Observation models¶

How a hidden state produces a sensor reading. FixedSensor is a constant linear sensor; CallableSensor lets the observation noise R(x) vary with the state — the reason an agent has anything to gain from seeking information. Both satisfy the ObservationModel protocol.

ObservationModel ¶

Bases: Protocol

How a hidden state produces an observation, as a local linear-Gaussian map.

The EFE core never assumes a fixed sensor matrix; it asks the observation model to linearize itself about a state x, getting back the local (C, R) (the observation Jacobian and the noise covariance there).

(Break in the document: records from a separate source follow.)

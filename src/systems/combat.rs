//! Damage application and the death transition.

use crate::components::{Dead, Health, Montages};
use crate::constants::*;
use crate::engine::Animator;
use crate::events::{EventQueue, GameEvent};
use hecs::{Entity, World};

/// Apply `amount` of damage to `entity`, returning whether it is dead after
/// the call.
///
/// Damage is dropped while the get-hit reaction is still playing - a
/// non-reentrancy guard, not a queue - and once dead the character ignores
/// damage entirely. Negative amounts heal; the pool clamps either way.
/// Exactly one reaction montage (death or get-hit) is triggered per
/// successful call.
pub fn apply_damage(
    world: &mut World,
    entity: Entity,
    amount: f32,
    animator: &mut impl Animator,
    events: &mut EventQueue,
) -> bool {
    puffin::profile_function!();

    if world.get::<&Dead>(entity).is_ok() {
        return true;
    }
    if hit_reaction_active(world, entity, animator) {
        return false;
    }

    let montages = world
        .get::<&Montages>(entity)
        .map(|m| *m)
        .unwrap_or_default();

    let (remaining, depleted) = {
        let mut health = match world.get::<&mut Health>(entity) {
            Ok(health) => health,
            Err(_) => return false,
        };
        health.damage(amount);
        (health.current, health.is_depleted())
    };

    if depleted {
        if let Some(death) = montages.death {
            animator.play(death, REACTION_RATE);
        }
        let _ = world.insert_one(entity, Dead);
        log::info!("character {entity:?} died");
        events.push(GameEvent::Died { entity });
        true
    } else {
        if let Some(get_hit) = montages.get_hit {
            animator.play(get_hit, REACTION_RATE);
        }
        events.push(GameEvent::DamageTaken {
            entity,
            amount,
            remaining,
        });
        false
    }
}

/// True while the get-hit reaction montage is playing. An unset handle means
/// the guard is never active.
pub fn hit_reaction_active(world: &World, entity: Entity, animator: &impl Animator) -> bool {
    let Ok(montages) = world.get::<&Montages>(entity) else {
        return false;
    };
    montages
        .get_hit
        .map(|montage| animator.is_playing(montage))
        .unwrap_or(false)
}

#[cfg(test)]
mod tests {
    use super::*;
    use crate::components::{Mana, Player};
    use crate::engine::MontageId;
    use crate::headless::HeadlessAnimator;

    const GET_HIT: MontageId = MontageId(10);
    const DEATH: MontageId = MontageId(11);

    fn spawn_character(world: &mut World, health: f32) -> Entity {
        world.spawn((
            Player,
            Health {
                current: health,
                max: 200.0,
            },
            Mana::new(100.0),
            Montages {
                get_hit: Some(GET_HIT),
                death: Some(DEATH),
                ..Default::default()
            },
        ))
    }

    #[test]
    fn test_damage_reduces_health_and_plays_hit_reaction() {
        let mut world = World::new();
        let entity = spawn_character(&mut world, 200.0);
        let mut animator = HeadlessAnimator::new();
        let mut events = EventQueue::new();

        let dead = apply_damage(&mut world, entity, 35.0, &mut animator, &mut events);

        assert!(!dead);
        assert_eq!(world.get::<&Health>(entity).unwrap().current, 165.0);
        assert!(animator.is_playing(GET_HIT));
        assert!(!animator.is_playing(DEATH));
        assert!(world.get::<&Dead>(entity).is_err());
    }

    #[test]
    fn test_lethal_damage_clamps_to_zero_and_kills() {
        let mut world = World::new();
        let entity = spawn_character(&mut world, 30.0);
        let mut animator = HeadlessAnimator::new();
        let mut events = EventQueue::new();

        let dead = apply_damage(&mut world, entity, 500.0, &mut animator, &mut events);

        assert!(dead);
        assert_eq!(world.get::<&Health>(entity).unwrap().current, 0.0);
        assert!(world.get::<&Dead>(entity).is_ok());
        // Only the death reaction fires, never both
        assert!(animator.is_playing(DEATH));
        assert!(!animator.is_playing(GET_HIT));
        let drained: Vec<_> = events.drain().collect();
        assert_eq!(drained.len(), 1);
        assert!(matches!(drained[0], GameEvent::Died { .. }));
    }

    #[test]
    fn test_damage_dropped_while_hit_reaction_plays() {
        let mut world = World::new();
        let entity = spawn_character(&mut world, 200.0);
        let mut animator = HeadlessAnimator::new();
        let mut events = EventQueue::new();

        apply_damage(&mut world, entity, 40.0, &mut animator, &mut events);
        assert!(animator.is_playing(GET_HIT));

        // Second hit lands while the reaction is in flight: dropped
        let dead = apply_damage(&mut world, entity, 40.0, &mut animator, &mut events);
        assert!(!dead);
        assert_eq!(world.get::<&Health>(entity).unwrap().current, 160.0);

        // Reaction finished: damage applies again
        animator.advance(2.0);
        apply_damage(&mut world, entity, 40.0, &mut animator, &mut events);
        assert_eq!(world.get::<&Health>(entity).unwrap().current, 120.0);
    }

    #[test]
    fn test_dead_characters_ignore_damage() {
        let mut world = World::new();
        let entity = spawn_character(&mut world, 10.0);
        let mut animator = HeadlessAnimator::new();
        let mut events = EventQueue::new();

        assert!(apply_damage(&mut world, entity, 50.0, &mut animator, &mut events));
        animator.advance(10.0);

        for _ in 0..3 {
            assert!(apply_damage(&mut world, entity, 50.0, &mut animator, &mut events));
        }
        assert_eq!(world.get::<&Health>(entity).unwrap().current, 0.0);
        assert!(world.get::<&Dead>(entity).is_ok());
    }

    #[test]
    fn test_negative_damage_heals_clamped_at_max() {
        let mut world = World::new();
        let entity = spawn_character(&mut world, 150.0);
        let mut animator = HeadlessAnimator::new();
        let mut events = EventQueue::new();

        apply_damage(&mut world, entity, -500.0, &mut animator, &mut events);
        assert_eq!(world.get::<&Health>(entity).unwrap().current, 200.0);
    }

    #[test]
    fn test_unset_get_hit_montage_disables_guard() {
        let mut world = World::new();
        let entity = world.spawn((
            Health::new(200.0),
            Montages {
                death: Some(DEATH),
                ..Default::default()
            },
        ));
        let mut animator = HeadlessAnimator::new();
        let mut events = EventQueue::new();

        // Back-to-back hits both land because no reaction montage exists
        apply_damage(&mut world, entity, 30.0, &mut animator, &mut events);
        apply_damage(&mut world, entity, 30.0, &mut animator, &mut events);
        assert_eq!(world.get::<&Health>(entity).unwrap().current, 140.0);
    }
}
//! Attack montage arbitration: standing versus moving variants.

use crate::components::Montages;
use crate::constants::*;
use crate::engine::{Animator, MovementIntegrator};
use hecs::{Entity, World};

/// Start a spell-attack montage. Requires both cast variants to be
/// configured; picks the moving variant at 1.2x when the character is
/// moving, else the standing variant at 1.5x.
///
/// There is deliberately no re-entrancy guard here: triggering again simply
/// restarts the montage.
pub fn trigger_spell_attack(
    world: &World,
    entity: Entity,
    animator: &mut impl Animator,
    mover: &impl MovementIntegrator,
) {
    let Ok(montages) = world.get::<&Montages>(entity) else {
        return;
    };
    let (Some(standing), Some(moving)) = (montages.standing_cast, montages.moving_cast) else {
        return;
    };
    play_variant(animator, mover, standing, moving);
}

/// Start a melee-attack montage; same arbitration as `trigger_spell_attack`
/// over the melee variants.
pub fn trigger_melee_attack(
    world: &World,
    entity: Entity,
    animator: &mut impl Animator,
    mover: &impl MovementIntegrator,
) {
    let Ok(montages) = world.get::<&Montages>(entity) else {
        return;
    };
    let (Some(standing), Some(moving)) = (montages.standing_melee, montages.moving_melee) else {
        return;
    };
    play_variant(animator, mover, standing, moving);
}

fn play_variant(
    animator: &mut impl Animator,
    mover: &impl MovementIntegrator,
    standing: crate::engine::MontageId,
    moving: crate::engine::MontageId,
) {
    if is_moving(mover) {
        animator.play(moving, MOVING_ATTACK_RATE);
    } else {
        animator.play(standing, STANDING_ATTACK_RATE);
    }
}

/// Whether the character's velocity magnitude is non-negligible
pub fn is_moving(mover: &impl MovementIntegrator) -> bool {
    mover.velocity().length_squared() > VELOCITY_EPSILON * VELOCITY_EPSILON
}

For a fixed sensor these are constant; for a state-dependent sensor they vary.

Attributes:

Name	Type	Description
`is_fixed`	`bool`	`True` when `(C, R)` are constant in the state — the fixed-sensor fast path, where EFE's epistemic term is constant and collapses to LQR; `False` for a state-dependent sensor.

linearize ¶

linearize(
    x: ArrayLike,
) -> tuple[Float64[Array, "m n"], Float64[Array, "m m"]]

Local (C, R) about state x — the observation Jacobian and noise.

Source code in src/cpomdp/observation.py

def linearize(
    self, x: ArrayLike
) -> tuple[Float64[Array, "m n"], Float64[Array, "m m"]]:
    """Local ``(C, R)`` about state ``x`` — the observation Jacobian and noise."""
    ...

gaussianize ¶

gaussianize(
    x: ArrayLike, sigma: Float64[Array, "n n"]
) -> tuple[
    Float64[Array, m],
    Float64[Array, "m m"],
    Float64[Array, "m m"],
]

Sensor's EFE ingredients (o⁺, S, R) about belief (x, sigma).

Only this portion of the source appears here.